Records for this exercise.
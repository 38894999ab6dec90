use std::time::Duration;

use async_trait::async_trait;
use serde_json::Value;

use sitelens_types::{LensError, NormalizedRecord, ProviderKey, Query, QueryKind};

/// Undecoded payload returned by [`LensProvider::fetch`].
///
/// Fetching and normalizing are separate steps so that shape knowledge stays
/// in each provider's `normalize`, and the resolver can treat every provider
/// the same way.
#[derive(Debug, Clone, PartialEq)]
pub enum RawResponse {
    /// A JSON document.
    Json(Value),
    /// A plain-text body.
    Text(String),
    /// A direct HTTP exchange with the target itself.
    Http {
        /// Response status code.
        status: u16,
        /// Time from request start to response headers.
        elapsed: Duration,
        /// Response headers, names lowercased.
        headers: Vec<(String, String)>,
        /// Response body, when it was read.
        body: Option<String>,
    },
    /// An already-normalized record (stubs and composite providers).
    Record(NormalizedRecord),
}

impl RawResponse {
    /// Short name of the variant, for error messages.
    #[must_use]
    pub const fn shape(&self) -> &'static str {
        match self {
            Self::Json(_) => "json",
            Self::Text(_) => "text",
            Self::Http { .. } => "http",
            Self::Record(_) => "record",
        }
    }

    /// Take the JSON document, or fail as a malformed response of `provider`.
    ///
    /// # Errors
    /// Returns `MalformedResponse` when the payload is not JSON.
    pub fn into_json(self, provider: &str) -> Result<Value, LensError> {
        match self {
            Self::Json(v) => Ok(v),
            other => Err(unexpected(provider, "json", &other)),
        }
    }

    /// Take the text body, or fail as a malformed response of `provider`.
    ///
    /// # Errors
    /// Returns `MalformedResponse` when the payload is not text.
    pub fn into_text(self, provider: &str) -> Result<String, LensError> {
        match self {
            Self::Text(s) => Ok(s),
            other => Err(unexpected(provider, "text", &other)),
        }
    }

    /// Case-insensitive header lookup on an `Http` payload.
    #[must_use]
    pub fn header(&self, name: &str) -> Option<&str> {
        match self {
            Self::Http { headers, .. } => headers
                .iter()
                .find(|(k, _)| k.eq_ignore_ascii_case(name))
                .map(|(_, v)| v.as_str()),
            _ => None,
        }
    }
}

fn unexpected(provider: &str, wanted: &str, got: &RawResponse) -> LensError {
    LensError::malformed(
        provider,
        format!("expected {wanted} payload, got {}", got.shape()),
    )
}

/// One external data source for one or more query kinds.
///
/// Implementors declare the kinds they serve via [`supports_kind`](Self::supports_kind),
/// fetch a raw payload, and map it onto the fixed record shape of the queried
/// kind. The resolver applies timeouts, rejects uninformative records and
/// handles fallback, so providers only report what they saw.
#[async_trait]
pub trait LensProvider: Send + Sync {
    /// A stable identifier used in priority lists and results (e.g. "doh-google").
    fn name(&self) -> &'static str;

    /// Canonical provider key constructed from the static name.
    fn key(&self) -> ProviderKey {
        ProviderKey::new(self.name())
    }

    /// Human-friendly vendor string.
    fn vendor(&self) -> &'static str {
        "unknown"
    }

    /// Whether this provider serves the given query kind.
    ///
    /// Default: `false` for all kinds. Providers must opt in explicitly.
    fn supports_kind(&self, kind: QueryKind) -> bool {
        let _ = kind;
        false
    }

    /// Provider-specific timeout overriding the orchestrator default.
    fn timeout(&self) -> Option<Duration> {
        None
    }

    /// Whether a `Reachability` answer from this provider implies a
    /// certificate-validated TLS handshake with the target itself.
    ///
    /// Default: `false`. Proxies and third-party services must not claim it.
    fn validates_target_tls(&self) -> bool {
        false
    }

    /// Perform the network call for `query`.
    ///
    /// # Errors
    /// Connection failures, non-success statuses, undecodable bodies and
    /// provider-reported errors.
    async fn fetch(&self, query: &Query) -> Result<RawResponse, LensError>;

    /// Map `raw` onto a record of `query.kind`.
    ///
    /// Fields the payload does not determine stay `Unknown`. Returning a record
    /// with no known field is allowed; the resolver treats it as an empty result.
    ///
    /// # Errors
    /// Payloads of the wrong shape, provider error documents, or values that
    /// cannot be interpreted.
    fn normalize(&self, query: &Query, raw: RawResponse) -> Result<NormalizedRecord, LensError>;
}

==

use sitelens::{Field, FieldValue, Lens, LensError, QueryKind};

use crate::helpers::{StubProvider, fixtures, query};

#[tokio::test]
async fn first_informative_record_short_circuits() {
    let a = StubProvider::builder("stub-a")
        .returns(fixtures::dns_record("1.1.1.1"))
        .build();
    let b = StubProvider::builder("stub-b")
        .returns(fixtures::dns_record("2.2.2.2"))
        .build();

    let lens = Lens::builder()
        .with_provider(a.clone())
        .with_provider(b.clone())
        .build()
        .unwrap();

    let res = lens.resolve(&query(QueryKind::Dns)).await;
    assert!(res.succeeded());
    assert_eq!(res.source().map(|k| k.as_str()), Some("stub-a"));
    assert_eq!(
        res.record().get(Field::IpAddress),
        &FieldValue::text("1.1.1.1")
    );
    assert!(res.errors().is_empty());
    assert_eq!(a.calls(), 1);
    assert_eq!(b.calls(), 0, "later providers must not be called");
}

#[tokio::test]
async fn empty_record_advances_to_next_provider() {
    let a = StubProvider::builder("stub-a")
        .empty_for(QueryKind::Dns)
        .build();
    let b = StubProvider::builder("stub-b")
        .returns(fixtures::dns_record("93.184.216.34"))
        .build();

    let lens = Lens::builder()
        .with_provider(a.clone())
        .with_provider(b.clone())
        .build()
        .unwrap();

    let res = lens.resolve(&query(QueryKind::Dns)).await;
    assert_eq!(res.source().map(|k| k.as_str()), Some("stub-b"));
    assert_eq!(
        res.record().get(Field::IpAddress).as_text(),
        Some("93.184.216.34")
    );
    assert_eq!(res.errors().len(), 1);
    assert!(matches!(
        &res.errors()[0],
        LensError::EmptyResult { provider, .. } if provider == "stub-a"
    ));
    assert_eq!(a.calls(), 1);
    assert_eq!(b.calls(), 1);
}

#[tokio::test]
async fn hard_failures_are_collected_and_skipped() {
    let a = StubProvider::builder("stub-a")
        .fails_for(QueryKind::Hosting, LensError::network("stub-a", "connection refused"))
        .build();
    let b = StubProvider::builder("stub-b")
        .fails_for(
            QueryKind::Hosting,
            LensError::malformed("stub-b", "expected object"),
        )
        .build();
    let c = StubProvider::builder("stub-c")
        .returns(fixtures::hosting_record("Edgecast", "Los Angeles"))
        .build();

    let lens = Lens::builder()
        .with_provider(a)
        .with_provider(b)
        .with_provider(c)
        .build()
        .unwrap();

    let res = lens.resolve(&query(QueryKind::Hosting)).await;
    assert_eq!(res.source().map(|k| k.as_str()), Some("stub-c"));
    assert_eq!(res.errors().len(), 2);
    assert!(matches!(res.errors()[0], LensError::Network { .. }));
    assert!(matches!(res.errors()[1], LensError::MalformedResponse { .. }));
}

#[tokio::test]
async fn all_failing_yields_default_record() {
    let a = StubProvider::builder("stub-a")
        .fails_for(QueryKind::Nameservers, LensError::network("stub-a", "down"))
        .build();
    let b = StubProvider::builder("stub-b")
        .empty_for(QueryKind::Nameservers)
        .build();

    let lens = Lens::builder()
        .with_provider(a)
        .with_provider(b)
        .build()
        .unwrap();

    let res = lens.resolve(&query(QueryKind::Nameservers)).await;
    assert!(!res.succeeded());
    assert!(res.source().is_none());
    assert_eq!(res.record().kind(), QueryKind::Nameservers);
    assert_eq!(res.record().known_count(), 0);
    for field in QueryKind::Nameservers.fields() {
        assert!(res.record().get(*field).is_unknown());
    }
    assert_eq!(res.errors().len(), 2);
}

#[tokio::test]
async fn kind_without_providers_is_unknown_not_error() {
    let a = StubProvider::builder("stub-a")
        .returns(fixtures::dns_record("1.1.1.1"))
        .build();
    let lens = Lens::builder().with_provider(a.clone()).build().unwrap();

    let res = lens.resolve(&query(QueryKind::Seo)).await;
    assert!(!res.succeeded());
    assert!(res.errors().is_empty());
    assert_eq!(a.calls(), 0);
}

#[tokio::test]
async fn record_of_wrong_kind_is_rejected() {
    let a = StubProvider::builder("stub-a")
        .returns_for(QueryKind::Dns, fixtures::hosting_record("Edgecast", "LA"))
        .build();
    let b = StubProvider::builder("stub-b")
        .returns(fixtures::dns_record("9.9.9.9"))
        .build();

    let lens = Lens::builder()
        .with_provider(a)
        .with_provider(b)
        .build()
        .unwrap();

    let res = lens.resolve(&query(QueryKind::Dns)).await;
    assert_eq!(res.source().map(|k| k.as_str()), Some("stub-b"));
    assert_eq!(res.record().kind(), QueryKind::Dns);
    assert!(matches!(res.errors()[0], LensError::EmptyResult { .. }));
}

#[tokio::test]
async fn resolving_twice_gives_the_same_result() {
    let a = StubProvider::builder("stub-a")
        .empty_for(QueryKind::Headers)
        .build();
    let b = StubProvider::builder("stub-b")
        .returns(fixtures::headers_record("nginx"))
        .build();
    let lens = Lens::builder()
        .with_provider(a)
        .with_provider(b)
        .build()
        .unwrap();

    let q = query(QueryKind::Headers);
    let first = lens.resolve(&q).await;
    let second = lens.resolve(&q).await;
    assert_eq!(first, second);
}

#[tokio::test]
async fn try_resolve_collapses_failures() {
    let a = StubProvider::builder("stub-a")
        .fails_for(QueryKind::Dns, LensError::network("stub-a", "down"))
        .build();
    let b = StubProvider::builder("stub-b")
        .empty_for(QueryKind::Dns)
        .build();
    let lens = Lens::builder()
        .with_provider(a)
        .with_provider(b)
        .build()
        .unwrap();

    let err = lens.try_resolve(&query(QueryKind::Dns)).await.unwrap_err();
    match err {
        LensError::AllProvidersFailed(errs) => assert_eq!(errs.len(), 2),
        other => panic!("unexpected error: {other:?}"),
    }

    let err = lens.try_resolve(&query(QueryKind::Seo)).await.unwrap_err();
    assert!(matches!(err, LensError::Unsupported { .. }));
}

Your objective.
Only the lines from the one containing "pub const fn" through the one containing "Take the text" are to be retyped, both boundary lines included, with no other material.

Response for this exercise.
    pub const fn shape(&self) -> &'static str {
        match self {
            Self::Json(_) => "json",
            Self::Text(_) => "text",
            Self::Http { .. } => "http",
            Self::Record(_) => "record",
        }
    }

    /// Take the JSON document, or fail as a malformed response of `provider`.
    ///
    /// # Errors
    /// Returns `MalformedResponse` when the payload is not JSON.
    pub fn into_json(self, provider: &str) -> Result<Value, LensError> {
        match self {
            Self::Json(v) => Ok(v),
            other => Err(unexpected(provider, "json", &other)),
        }
    }

    /// Take the text body, or fail as a malformed response of `provider`.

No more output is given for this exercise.